As soon as I coded our findings, an extra 10 or 15 knots or so of entrained flow was dragged over the horizontal stabilizers from the jet-wash, and the nose-gear on the F-4 popped up at exactly the right time in the take-off roll. BINGO. (Version 11 never had any inkling of this entrained flow… it would just assume that the jetwash has no impact on any flying surface).

Now, overhauling jetwash the entrained flow that goes with it, I went on ahead and took it to it’s logical extreme and over-hauled the propwash as well. Propwash is sort of different than people think: For a plane not moving, the air is SUCKED INTO the prop disc from the front, pressurized, and then CONTINUES TO ACCELERATE EVEN WHEN AFT OF THE PROP. In fact, only HALF the propwash speed is actually realized AT the prop disc! So if the propwash is 50 knots behind a parked airplane with the engine running at run-up power, then the wash is only 25 knots AT the prop disc!

As well, if the thrust of the prop is, say, 500 pounds at this point, generating 50 knots of propwash, then for the same airplane, still generating 500 pounds of thrust in cruise, the propwash may only be 5 knots or so! Yep! The faster you go, the lower the propwash.

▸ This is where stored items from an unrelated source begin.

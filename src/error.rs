use axum::http::StatusCode;
use axum::response::{IntoResponse, Response};
use std::fmt::Display;

use crate::services::decoder::DecodeError;

#[derive(Debug)]
pub struct AppError {
    pub status: StatusCode,
    pub message: String,
}

impl AppError {
    pub fn new(status: StatusCode, message: impl Into<String>) -> Self {
        Self {
            status,
            message: message.into(),
        }
    }

    pub fn bad_request(message: impl Into<String>) -> Self {
        Self::new(StatusCode::BAD_REQUEST, message)
    }

    pub fn internal(message: impl Into<String>) -> Self {
        Self::new(StatusCode::INTERNAL_SERVER_ERROR, message)
    }
}

impl IntoResponse for AppError {
    fn into_response(self) -> Response {
        (self.status, self.message).into_response()
    }
}

impl From<DecodeError> for AppError {
    fn from(err: DecodeError) -> Self {
        match err {
            DecodeError::InvalidInput(message) => Self::bad_request(message),
            DecodeError::InternalInvariant(_) => internal_error(err),
        }
    }
}

pub type AppResult<T> = Result<T, AppError>;

pub fn internal_error(err: impl Display) -> AppError {
    tracing::error!(error = %err, "internal error");
    AppError::internal("Internal server error")
}
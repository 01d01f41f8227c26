//! Branch-based release workflow across a tree of nested repositories.
//!
//! A tree of git checkouts is described by per-repository configuration
//! documents, loaded into a registered node tree. Work lines (features,
//! releases, hotfixes, support lineages) are addressed by `type://value`
//! URIs, selected in batches by glob filters, and opened and closed through
//! a resumable workflow whose progress is persisted next to each checkout.
//!
//! Modules:
//! - [config]: configuration documents, registered nodes, work entities
//! - [address]: URI parsing and element/artifact resolution
//! - [filter]: glob-based node selection for batch operations
//! - [state]: per-node persisted workflow state
//! - [git]: the gateway trait plus process-backed and mock implementations
//! - [workflow]: start/close/status drivers over the filtered node set
//! - [ui]: console output and confirmation prompts

pub mod address;
pub mod config;
pub mod error;
pub mod filter;
pub mod git;
pub mod state;
pub mod ui;
pub mod workflow;

pub use error::{Result, TreeflowError};
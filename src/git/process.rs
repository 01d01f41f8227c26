use std::path::{Path, PathBuf};
use std::process::Command;

use super::{GatewayFactory, GitGateway, MergeOptions, TagOptions};
use crate::error::{Result, TreeflowError};
use crate::ui;

/// Gateway over the external `git` binary.
///
/// Every call spawns `git` in the gateway's working directory and blocks
/// until it exits. In dry-run mode mutating calls print the command they
/// would have run and return success; read-only queries still execute.
pub struct ProcessGit {
    workdir: PathBuf,
    dry_run: bool,
}

impl ProcessGit {
    pub fn new(workdir: impl Into<PathBuf>, dry_run: bool) -> Self {
        ProcessGit {
            workdir: workdir.into(),
            dry_run,
        }
    }

    /// Run git with the given arguments, returning trimmed stdout.
    fn run(&self, args: &[&str]) -> Result<String> {
        let output = Command::new("git")
            .args(args)
            .current_dir(&self.workdir)
            .output()?;

        if output.status.success() {
            Ok(String::from_utf8_lossy(&output.stdout).trim().to_string())
        } else {
            Err(TreeflowError::GitCommand {
                command: args.join(" "),
                status: output.status.code().unwrap_or(-1),
                stderr: String::from_utf8_lossy(&output.stderr).trim().to_string(),
            })
        }
    }

    /// Run a boolean query where a nonzero exit means "no".
    fn query(&self, args: &[&str]) -> Result<bool> {
        let output = Command::new("git")
            .args(args)
            .current_dir(&self.workdir)
            .output()?;
        Ok(output.status.success())
    }

    /// Run a mutating command, or log it and skip in dry-run mode.
    fn mutate(&self, args: &[&str]) -> Result<String> {
        if self.dry_run {
            ui::display_status(&format!(
                "dry-run [{}]: git {}",
                self.workdir.display(),
                args.join(" ")
            ));
            return Ok(String::new());
        }
        self.run(args)
    }
}

impl GitGateway for ProcessGit {
    fn checkout_branch(&self, name: &str) -> Result<()> {
        self.mutate(&["checkout", name]).map(|_| ())
    }

    fn create_branch(&self, name: &str, source: Option<&str>) -> Result<()> {
        let mut args = vec!["branch", name];
        if let Some(source) = source {
            args.push(source);
        }
        self.mutate(&args).map(|_| ())
    }

    fn delete_branch(&self, name: &str) -> Result<()> {
        self.mutate(&["branch", "-D", name]).map(|_| ())
    }

    fn branch_exists(&self, name: &str) -> Result<bool> {
        let refname = format!("refs/heads/{}", name);
        self.query(&["rev-parse", "--verify", "--quiet", &refname])
    }

    fn remote_branch_exists(&self, name: &str, upstream: &str) -> Result<bool> {
        let refname = format!("refs/remotes/{}/{}", upstream, name);
        self.query(&["rev-parse", "--verify", "--quiet", &refname])
    }

    fn merge(&self, name: &str, options: &MergeOptions) -> Result<()> {
        let mut args = vec!["merge"];
        if options.squash {
            args.push("--squash");
        }
        if options.no_commit {
            args.push("--no-commit");
        }
        if let Some(strategy) = &options.strategy {
            args.push("-s");
            args.push(strategy);
        }
        if let Some(message) = &options.message {
            args.push("-m");
            args.push(message);
        }
        args.push(name);

        match self.mutate(&args) {
            Ok(_) => Ok(()),
            Err(TreeflowError::GitCommand { status: 1, .. }) => {
                // Exit 1 from merge is the conflict signal; real failures
                // (bad ref, not a repository) exit with other codes.
                Err(TreeflowError::conflict(name))
            }
            Err(e) => Err(e),
        }
    }

    fn abort_merge(&self) -> Result<()> {
        // A conflicted squash merge leaves no MERGE_HEAD, and `merge --abort`
        // refuses to run without one; `reset --merge` discards it instead.
        if self.query(&["rev-parse", "--verify", "--quiet", "MERGE_HEAD"])? {
            self.mutate(&["merge", "--abort"]).map(|_| ())
        } else {
            self.mutate(&["reset", "--merge"]).map(|_| ())
        }
    }

    fn reset_merge(&self) -> Result<()> {
        self.mutate(&["reset", "--merge"]).map(|_| ())
    }

    fn tag(&self, name: &str, options: &TagOptions) -> Result<()> {
        let mut args = vec!["tag"];
        if let Some(annotation) = &options.annotation {
            args.push("-a");
            args.push("-m");
            args.push(annotation);
        }
        args.push(name);
        if let Some(source) = &options.source {
            args.push(source);
        }
        self.mutate(&args).map(|_| ())
    }

    fn commit(&self, message: &str, amend: bool) -> Result<()> {
        let mut args = vec!["commit"];
        if amend {
            args.push("--amend");
        }
        args.push("-m");
        args.push(message);
        self.mutate(&args).map(|_| ())
    }

    fn fetch(&self) -> Result<()> {
        self.mutate(&["fetch"]).map(|_| ())
    }

    fn is_dirty(&self) -> Result<bool> {
        let status = self.run(&["status", "--porcelain"])?;
        Ok(!status.is_empty())
    }

    fn has_staged_changes(&self) -> Result<bool> {
        // diff --cached exits 1 when staged changes exist
        Ok(!self.query(&["diff", "--cached", "--quiet"])?)
    }

    fn is_merge_in_progress(&self) -> Result<bool> {
        // MERGE_HEAD covers regular merges only; a squash merge records
        // nothing there, so unresolved conflicts show up solely as unmerged
        // index entries.
        if self.query(&["rev-parse", "--verify", "--quiet", "MERGE_HEAD"])? {
            return Ok(true);
        }
        let unmerged = self.run(&["ls-files", "-u"])?;
        Ok(!unmerged.is_empty())
    }

    fn current_branch(&self) -> Result<String> {
        self.run(&["rev-parse", "--abbrev-ref", "HEAD"])
    }

    fn resolve_commit_sha(&self, refname: &str) -> Result<String> {
        self.run(&["rev-parse", refname])
    }

    fn upstream_exists(&self, name: &str) -> Result<bool> {
        let remotes = self.run(&["remote"])?;
        Ok(remotes.lines().any(|line| line.trim() == name))
    }
}

/// Opens a [ProcessGit] per node working directory.
pub struct ProcessGitFactory {
    dry_run: bool,
}

impl ProcessGitFactory {
    pub fn new(dry_run: bool) -> Self {
        ProcessGitFactory { dry_run }
    }
}

impl GatewayFactory for ProcessGitFactory {
    fn open(&self, workdir: &Path) -> Result<Box<dyn GitGateway>> {
        Ok(Box::new(ProcessGit::new(workdir, self.dry_run)))
    }
}
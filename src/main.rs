use std::path::PathBuf;

use anyhow::Result;
use clap::{Parser, Subcommand};

use treeflow::address::Uri;
use treeflow::config::ConfigNode;
use treeflow::filter::FilterSpec;
use treeflow::git::ProcessGitFactory;
use treeflow::ui::{self, StdinPrompt};
use treeflow::workflow::{self, BatchSummary, CloseOptions, StartOptions};

#[derive(Parser)]
#[command(
    name = "treeflow",
    about = "Branch-based release workflow across a tree of nested repositories",
    version
)]
struct Args {
    #[arg(short, long, help = "Root of the repository tree (defaults to the current directory)")]
    path: Option<PathBuf>,

    #[command(subcommand)]
    command: Command,
}

#[derive(Subcommand)]
enum Command {
    /// Show each selected node with its current branch
    Status {
        #[arg(short, long, help = "Include pattern, e.g. repo://api-* (repeatable)")]
        include: Vec<String>,

        #[arg(short, long, help = "Exclude pattern (repeatable)")]
        exclude: Vec<String>,
    },

    /// Open a work line: feature://x, release://1.2.0, hotfix://y, support://1.x
    Start {
        uri: String,

        #[arg(long, help = "Ref to branch from, overriding the conventional source")]
        source: Option<String>,

        #[arg(short, long, help = "Include pattern (repeatable)")]
        include: Vec<String>,

        #[arg(short, long, help = "Exclude pattern (repeatable)")]
        exclude: Vec<String>,

        #[arg(long, help = "Preview without writing configuration")]
        dry_run: bool,
    },

    /// Close a work line: merge it out, tag releases and hotfixes, delete the branch
    Close {
        /// Entity address; omit to resume an interrupted close
        uri: Option<String>,

        #[arg(long, help = "Discard merge work and delete the work line")]
        abort: bool,

        #[arg(short, long, help = "Skip confirmation prompts")]
        force: bool,

        #[arg(long, help = "Preview without making changes")]
        dry_run: bool,

        #[arg(short, long, help = "Include pattern (repeatable)")]
        include: Vec<String>,

        #[arg(short, long, help = "Exclude pattern (repeatable)")]
        exclude: Vec<String>,
    },

    /// Remove a support line and its recorded workflow state
    RemoveSupport {
        name: String,

        #[arg(short, long, help = "Include pattern (repeatable)")]
        include: Vec<String>,

        #[arg(short, long, help = "Exclude pattern (repeatable)")]
        exclude: Vec<String>,
    },
}

fn main() -> Result<()> {
    let args = Args::parse();

    let root_path = match args.path {
        Some(path) => path,
        None => std::env::current_dir()?,
    };
    let mut root = match ConfigNode::load_root(&root_path) {
        Ok(root) => root,
        Err(e) => {
            ui::display_error(&format!("Failed to load configuration tree: {}", e));
            std::process::exit(1);
        }
    };

    match args.command {
        Command::Status { include, exclude } => {
            let gateways = ProcessGitFactory::new(false);
            let filter = FilterSpec::from_lists(include, exclude);
            if let Err(e) = workflow::report_status(&root, &filter, &gateways) {
                ui::display_error(&e.to_string());
                std::process::exit(1);
            }
        }

        Command::Start {
            uri,
            source,
            include,
            exclude,
            dry_run,
        } => {
            let uri = parse_uri(&uri);
            let gateways = ProcessGitFactory::new(dry_run);
            let filter = FilterSpec::from_lists(include, exclude);
            let options = StartOptions { source, dry_run };
            run_batch(workflow::start_across(
                &mut root, &filter, &uri, &gateways, &options,
            ));
        }

        Command::Close {
            uri,
            abort,
            force,
            dry_run,
            include,
            exclude,
        } => {
            let uri = uri.map(|raw| parse_uri(&raw));
            let gateways = ProcessGitFactory::new(dry_run);
            let filter = FilterSpec::from_lists(include, exclude);
            let options = CloseOptions {
                abort,
                force,
                dry_run,
            };
            run_batch(workflow::close_across(
                &mut root,
                &filter,
                uri.as_ref(),
                &gateways,
                &StdinPrompt,
                &options,
            ));
        }

        Command::RemoveSupport {
            name,
            include,
            exclude,
        } => {
            let gateways = ProcessGitFactory::new(false);
            let filter = FilterSpec::from_lists(include, exclude);
            run_batch(workflow::remove_support_across(
                &mut root, &filter, &name, &gateways,
            ));
        }
    }

    Ok(())
}

fn parse_uri(raw: &str) -> Uri {
    match raw.parse() {
        Ok(uri) => uri,
        Err(e) => {
            ui::display_error(&e.to_string());
            std::process::exit(1);
        }
    }
}

/// Report a batch result and exit nonzero if any node failed.
fn run_batch(result: treeflow::Result<BatchSummary>) {
    match result {
        Ok(summary) => {
            if !summary.completed.is_empty() || !summary.failed.is_empty() {
                ui::display_status(&format!(
                    "{} completed, {} skipped, {} failed",
                    summary.completed.len(),
                    summary.skipped.len(),
                    summary.failed.len()
                ));
            }
            if !summary.all_succeeded() {
                std::process::exit(1);
            }
        }
        Err(e) => {
            ui::display_error(&e.to_string());
            std::process::exit(1);
        }
    }
}
//! Hierarchical workflow configuration: one document per repository, loaded
//! recursively into a tree of registered nodes.

pub mod document;
pub mod entities;
pub mod node;

pub use document::ConfigDocument;
pub use entities::{EntityKind, Feature, Hotfix, Release, Support, Upstream};
pub use node::{ConfigNode, Submodule};

/// Filename of the per-node configuration document.
pub const CONFIG_FILE: &str = ".treeflow.toml";

/// Filename of the per-node workflow state document.
pub const STATE_FILE: &str = ".treeflow-state.toml";

/// Branch holding released history on every node.
pub const MASTER_BRANCH: &str = "master";

/// Integration branch on every node.
pub const DEVELOP_BRANCH: &str = "develop";

/// Pathspec of the tree root.
pub const ROOT_PATHSPEC: &str = "root";
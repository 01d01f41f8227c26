use serde::{Deserialize, Serialize};

/// A named remote recorded for a node.
#[derive(Debug, Clone, PartialEq, Eq, Serialize, Deserialize)]
pub struct Upstream {
    pub name: String,
    pub url: String,
}

impl Upstream {
    pub fn new(name: impl Into<String>, url: impl Into<String>) -> Self {
        Upstream {
            name: name.into(),
            url: url.into(),
        }
    }
}

/// Kind of a work-branch entity.
#[derive(Debug, Clone, Copy, PartialEq, Eq)]
pub enum EntityKind {
    Feature,
    Release,
    Hotfix,
}

impl EntityKind {
    /// The URI scheme and display name of the kind.
    pub fn as_str(&self) -> &'static str {
        match self {
            EntityKind::Feature => "feature",
            EntityKind::Release => "release",
            EntityKind::Hotfix => "hotfix",
        }
    }

    /// The conventional branch prefix for newly started entities.
    pub fn branch_prefix(&self) -> &'static str {
        self.as_str()
    }
}

impl std::fmt::Display for EntityKind {
    fn fmt(&self, f: &mut std::fmt::Formatter<'_>) -> std::fmt::Result {
        f.write_str(self.as_str())
    }
}

fn entity_uri(kind: EntityKind, support: Option<&str>, name: &str) -> String {
    match support {
        Some(support) => format!("{}://{}/{}", kind.as_str(), support, name),
        None => format!("{}://{}", kind.as_str(), name),
    }
}

fn entity_state_key(kind: EntityKind, support: Option<&str>, name: &str) -> String {
    match support {
        Some(support) => format!("{}/{}/{}", kind.as_str(), support, name),
        None => format!("{}/{}", kind.as_str(), name),
    }
}

/// A feature line: a short-lived work branch cut from develop.
#[derive(Debug, Clone, PartialEq, Eq, Serialize, Deserialize)]
pub struct Feature {
    pub name: String,
    pub branch_name: String,
    pub source_sha: String,
    #[serde(default, skip_serializing_if = "Vec::is_empty")]
    pub sources: Vec<String>,
    /// Name of the owning support line, bound at registration. Never
    /// serialized; ownership is implied by document nesting.
    #[serde(skip)]
    pub support: Option<String>,
}

impl Feature {
    pub fn new(
        name: impl Into<String>,
        branch_name: impl Into<String>,
        source_sha: impl Into<String>,
    ) -> Self {
        Feature {
            name: name.into(),
            branch_name: branch_name.into(),
            source_sha: source_sha.into(),
            sources: Vec::new(),
            support: None,
        }
    }

    pub fn uri(&self) -> String {
        entity_uri(EntityKind::Feature, self.support.as_deref(), &self.name)
    }

    pub fn state_key(&self) -> String {
        entity_state_key(EntityKind::Feature, self.support.as_deref(), &self.name)
    }
}

/// A release line: a stabilization branch headed for master.
#[derive(Debug, Clone, PartialEq, Eq, Serialize, Deserialize)]
pub struct Release {
    pub name: String,
    pub branch_name: String,
    #[serde(default, skip_serializing_if = "Option::is_none")]
    pub source_sha: Option<String>,
    #[serde(default, skip_serializing_if = "Vec::is_empty")]
    pub sources: Vec<String>,
    #[serde(skip)]
    pub support: Option<String>,
}

impl Release {
    pub fn new(name: impl Into<String>, branch_name: impl Into<String>) -> Self {
        Release {
            name: name.into(),
            branch_name: branch_name.into(),
            source_sha: None,
            sources: Vec::new(),
            support: None,
        }
    }

    pub fn uri(&self) -> String {
        entity_uri(EntityKind::Release, self.support.as_deref(), &self.name)
    }

    pub fn state_key(&self) -> String {
        entity_state_key(EntityKind::Release, self.support.as_deref(), &self.name)
    }
}

/// A hotfix line: an urgent fix branch cut from master.
#[derive(Debug, Clone, PartialEq, Eq, Serialize, Deserialize)]
pub struct Hotfix {
    pub name: String,
    pub branch_name: String,
    #[serde(default, skip_serializing_if = "Option::is_none")]
    pub source_sha: Option<String>,
    #[serde(default, skip_serializing_if = "Vec::is_empty")]
    pub sources: Vec<String>,
    #[serde(skip)]
    pub support: Option<String>,
}

impl Hotfix {
    pub fn new(name: impl Into<String>, branch_name: impl Into<String>) -> Self {
        Hotfix {
            name: name.into(),
            branch_name: branch_name.into(),
            source_sha: None,
            sources: Vec::new(),
            support: None,
        }
    }

    pub fn uri(&self) -> String {
        entity_uri(EntityKind::Hotfix, self.support.as_deref(), &self.name)
    }

    pub fn state_key(&self) -> String {
        entity_state_key(EntityKind::Hotfix, self.support.as_deref(), &self.name)
    }
}

/// A long-lived parallel lineage with its own master/develop pair, carrying
/// its own feature/release/hotfix collections.
#[derive(Debug, Clone, PartialEq, Eq, Serialize, Deserialize)]
pub struct Support {
    pub name: String,
    pub master_branch_name: String,
    pub develop_branch_name: String,
    #[serde(default, skip_serializing_if = "Option::is_none")]
    pub source_sha: Option<String>,
    #[serde(default, skip_serializing_if = "Vec::is_empty")]
    pub features: Vec<Feature>,
    #[serde(default, skip_serializing_if = "Vec::is_empty")]
    pub releases: Vec<Release>,
    #[serde(default, skip_serializing_if = "Vec::is_empty")]
    pub hotfixes: Vec<Hotfix>,
}

impl Support {
    pub fn new(
        name: impl Into<String>,
        master_branch_name: impl Into<String>,
        develop_branch_name: impl Into<String>,
    ) -> Self {
        Support {
            name: name.into(),
            master_branch_name: master_branch_name.into(),
            develop_branch_name: develop_branch_name.into(),
            source_sha: None,
            features: Vec::new(),
            releases: Vec::new(),
            hotfixes: Vec::new(),
        }
    }

    pub fn uri(&self) -> String {
        format!("support://{}", self.name)
    }
}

So its like this, for a given airplane with, say, 500 pounds of thrust:

GROUND: Thrust 500 pounds. Airplane speed 0. Propwash speed 50 kt. Total speed in wash: 50 kt

CRUISE: Thrust 500 pounds. Airplane speed 200. Propwash speed 5 kt. Total speed in wash: 205 kt

So the propwash velocity vector follows an S-shape, when seen from the side, where the x-axis is the distance to and past the prop, and the y-axis is the propwash speed. The air is sucked a bit up to the prop at first, then really accelerates suddenly, reaching half the propwash speed at the prop disc, then accelerates rapidly right behind the prop in all that pressure, then accelerates more slowly over distance moving aft. An S-curve. Also the air is rotating in a helix as well. Get in my Lancair Evolution on the ground, maybe add a little power, and hit COMMAND-M a few times! You will SEE the propwash and helical spiraling flow.. its all there! This is super-fun in a Lancair, where the spiraling propwash becomes the dominant actor on the airplane at high power and low speed, but this really gets fun when you have co-axial, counter-rotating props! Try making such a helicopter in Plane Maker! Indeed, the propwash will be two overlapping S-curves, each prop feeding off the flow of the other! The lower prop, clearly, is in SOMEWHAT higher wash, but the UPPER prop is still in SOME wash from the LOWER ONE! Yah, I think I got the math correct on this one! Be sure to go to the data output screen and look at the propwash and prop efficiency in some prop planes to see how these numbers run. A fun one to look at is the DISC CD! What’s that? Well, this is a data output that says that IF the prop disc was a SOLID DISC, what drag coefficient would it have? For example, if the CD was 0.0, then that means the prop disc has no thrust or drag: The thrust must be zero. If the disc coefficient of drag was 1.00, that would mean the prop disc brings the air to a perfect stop, no more and no less. So now, for the windmilling prop in flight, it’s interesting to see how much drag your disc has.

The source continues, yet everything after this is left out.